- How to complete this task
Look through the data below. Collect every line where the word "clone" occurs.

- Supplied material
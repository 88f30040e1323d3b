use std::sync::Arc;
use std::time::Duration;

use tokio::task::JoinHandle;
use tokio::time::Instant;

use super::config::{RequestKind, RunOptions};
use super::error::{Error, Result};
use super::input::InputSet;
use super::invoker::Invoker;
use super::plan::{KindPlan, plan_kinds};
use super::pool::{PoolRun, WorkerPool};
use super::progress::{Observed, ProgressFn, spawn_observer};
use super::signal::StopSignal;
use super::stats::{MethodReport, MethodResult, RunReport};

/// Runs every planned kind side by side and turns the drained pools into a report.
pub struct Coordinator<I> {
    invoker: Arc<I>,
    stop: Arc<StopSignal>,
    progress: Option<ProgressFn>,
    progress_interval: Duration,
}

impl<I> std::fmt::Debug for Coordinator<I> {
    fn fmt(&self, f: &mut std::fmt::Formatter<'_>) -> std::fmt::Result {
        f.debug_struct("Coordinator")
            .field("stopped", &self.stop.is_stopped())
            .field("progress", &self.progress.is_some())
            .field("progress_interval", &self.progress_interval)
            .finish_non_exhaustive()
    }
}

/// A planned kind is either a pool waiting for the shared start or a report settled
/// before anything ran.
type Planned<I> = std::result::Result<WorkerPool<I>, MethodReport>;

enum Slot {
    Done(MethodReport),
    Running(RequestKind, JoinHandle<Result<PoolRun>>),
}

impl<I: Invoker> Coordinator<I> {
    pub fn new(invoker: Arc<I>) -> Self {
        Self {
            invoker,
            stop: Arc::new(StopSignal::new()),
            progress: None,
            progress_interval: Duration::from_secs(1),
        }
    }

    #[must_use]
    pub fn with_stop(mut self, stop: Arc<StopSignal>) -> Self {
        self.stop = stop;
        self
    }

    #[must_use]
    pub fn with_progress(mut self, progress: ProgressFn) -> Self {
        self.progress = Some(progress);
        self
    }

    #[must_use]
    pub fn with_progress_interval(mut self, every: Duration) -> Self {
        if !every.is_zero() {
            self.progress_interval = every;
        }
        self
    }

    /// Signal shared by every pool of this coordinator. Stopping it drains all kinds.
    pub fn stop_signal(&self) -> Arc<StopSignal> {
        self.stop.clone()
    }

    /// Plans `options` against `input` and executes the result.
    pub async fn run(&self, options: &RunOptions, input: &InputSet) -> Result<RunReport> {
        let plans = plan_kinds(options, input)?;
        self.execute(plans).await
    }

    pub async fn execute(&self, plans: Vec<KindPlan>) -> Result<RunReport> {
        if plans.is_empty() {
            return Err(Error::NoKindsEnabled);
        }

        let mut planned: Vec<Planned<I>> = Vec::with_capacity(plans.len());
        let mut observed = Vec::new();

        for plan in plans {
            match plan {
                KindPlan::Ready(config) => {
                    let kind = config.kind;
                    match WorkerPool::new(config, self.invoker.clone(), self.stop.clone()) {
                        Ok(pool) => {
                            observed.push(Observed {
                                method: kind,
                                concurrency: pool.config().concurrency,
                                duration: pool.config().duration,
                                aggregator: pool.aggregator(),
                            });
                            planned.push(Ok(pool));
                        }
                        Err(err) => planned.push(Err(MethodReport::Failed {
                            method: kind.to_string(),
                            error: err.to_string(),
                        })),
                    }
                }
                KindPlan::Disabled { method } => {
                    planned.push(Err(MethodReport::Disabled { method }));
                }
                KindPlan::Rejected { method, error } => {
                    planned.push(Err(MethodReport::Failed {
                        method,
                        error: error.to_string(),
                    }));
                }
            }
        }

        tracing::info!(kinds = observed.len(), "starting run");

        // One instant for every pool, so the kinds overlap in wall-clock time.
        let started = Instant::now();
        let slots: Vec<Slot> = planned
            .into_iter()
            .map(|planned| match planned {
                Ok(pool) => {
                    let kind = pool.config().kind;
                    Slot::Running(kind, tokio::spawn(pool.run(started)))
                }
                Err(report) => Slot::Done(report),
            })
            .collect();

        let progress_handle = match (&self.progress, observed.is_empty()) {
            (Some(progress), false) => Some(spawn_observer(
                observed,
                progress.clone(),
                self.progress_interval,
                started,
            )),
            _ => None,
        };

        let mut methods = Vec::with_capacity(slots.len());
        for slot in slots {
            let report = match slot {
                Slot::Done(report) => report,
                Slot::Running(kind, h) => match h.await {
                    Ok(Ok(run)) => {
                        MethodReport::Completed(MethodResult::from_state(kind, &run.state, run.elapsed))
                    }
                    Ok(Err(err)) => {
                        tracing::warn!(%kind, error = %err, "worker pool failed");
                        let error = match err {
                            Error::Join(_) => Error::PoolPanicked(kind.to_string()),
                            other => other,
                        };
                        MethodReport::Failed {
                            method: kind.to_string(),
                            error: error.to_string(),
                        }
                    }
                    Err(err) => {
                        tracing::warn!(%kind, error = %err, "worker pool task failed");
                        MethodReport::Failed {
                            method: kind.to_string(),
                            error: Error::PoolPanicked(kind.to_string()).to_string(),
                        }
                    }
                },
            };
            methods.push(report);
        }

        if let Some(h) = progress_handle {
            h.abort();
            let _ = h.await;
        }

        let report = RunReport::from_methods(methods);
        tracing::info!(
            elapsed = ?started.elapsed(),
            completed = report.completed().count(),
            failed = report.failed().count(),
            "run finished"
        );
        Ok(report)
    }
}

#[cfg(test)]
mod tests {
    #![allow(clippy::unwrap_used)]

    use super::*;
    use crate::runner::config::{KindDefaults, KindOverrides};
    use crate::runner::invoker::{Call, FnInvoker};

    #[derive(Debug, thiserror::Error)]
    #[error("rejected by target")]
    struct Rejected;

    #[tokio::test(start_paused = true)]
    async fn disabled_and_rejected_kinds_keep_their_place() {
        let invoker = Arc::new(FnInvoker::new(|_call: Call<'_>| async {
            tokio::time::sleep(Duration::from_millis(10)).await;
            Ok::<(), Rejected>(())
        }));

        let mut opts = RunOptions::all_kinds(KindDefaults {
            concurrency: 1,
            duration: Duration::from_millis(100),
            limit: 0,
        });
        opts.set_overrides(
            "getAccountInfo",
            KindOverrides {
                enabled: Some(false),
                ..KindOverrides::default()
            },
        );
        opts.set_overrides(
            "getMultipleAccounts",
            KindOverrides {
                duration: Some(Duration::ZERO),
                ..KindOverrides::default()
            },
        );

        let report = Coordinator::new(invoker)
            .run(&opts, &InputSet::new(["A"]))
            .await
            .unwrap();

        assert!(matches!(&report.methods[0], MethodReport::Disabled { method } if method == "getAccountInfo"));
        assert!(matches!(&report.methods[1], MethodReport::Failed { method, .. } if method == "getMultipleAccounts"));
        let done = report.methods[2].as_completed().unwrap();
        assert_eq!(done.method, RequestKind::ProgramAccounts);
        assert_eq!(done.success_count, 10);
        assert!(report.overall.is_some());
    }

    #[tokio::test(start_paused = true)]
    async fn panicking_invoker_only_fails_its_own_kind() {
        let invoker = Arc::new(FnInvoker::new(|call: Call<'_>| {
            let kind = call.kind();
            async move {
                if kind == RequestKind::ProgramAccounts {
                    panic!("invoker exploded");
                }
                tokio::time::sleep(Duration::from_millis(10)).await;
                Ok::<(), Rejected>(())
            }
        }));

        let mut opts = RunOptions::default();
        opts.defaults = KindDefaults {
            concurrency: 1,
            duration: Duration::from_millis(50),
            limit: 0,
        };
        opts.set_overrides("getAccountInfo", KindOverrides::default());
        opts.set_overrides("getProgramAccounts", KindOverrides::default());

        let report = Coordinator::new(invoker)
            .run(&opts, &InputSet::new(["A"]))
            .await
            .unwrap();

        assert!(report.methods[0].as_completed().is_some());
        assert!(matches!(&report.methods[1], MethodReport::Failed { method, .. } if method == "getProgramAccounts"));
    }

    #[tokio::test]
    async fn empty_plan_is_a_run_error() {
        let invoker = Arc::new(FnInvoker::new(|_call: Call<'_>| async { Ok::<(), Rejected>(()) }));
        let err = Coordinator::new(invoker).execute(Vec::new()).await.unwrap_err();
        assert!(matches!(err, Error::NoKindsEnabled));
    }
}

- Reply
        self.stop.clone()
                    match WorkerPool::new(config, self.invoker.clone(), self.stop.clone()) {
                progress.clone(),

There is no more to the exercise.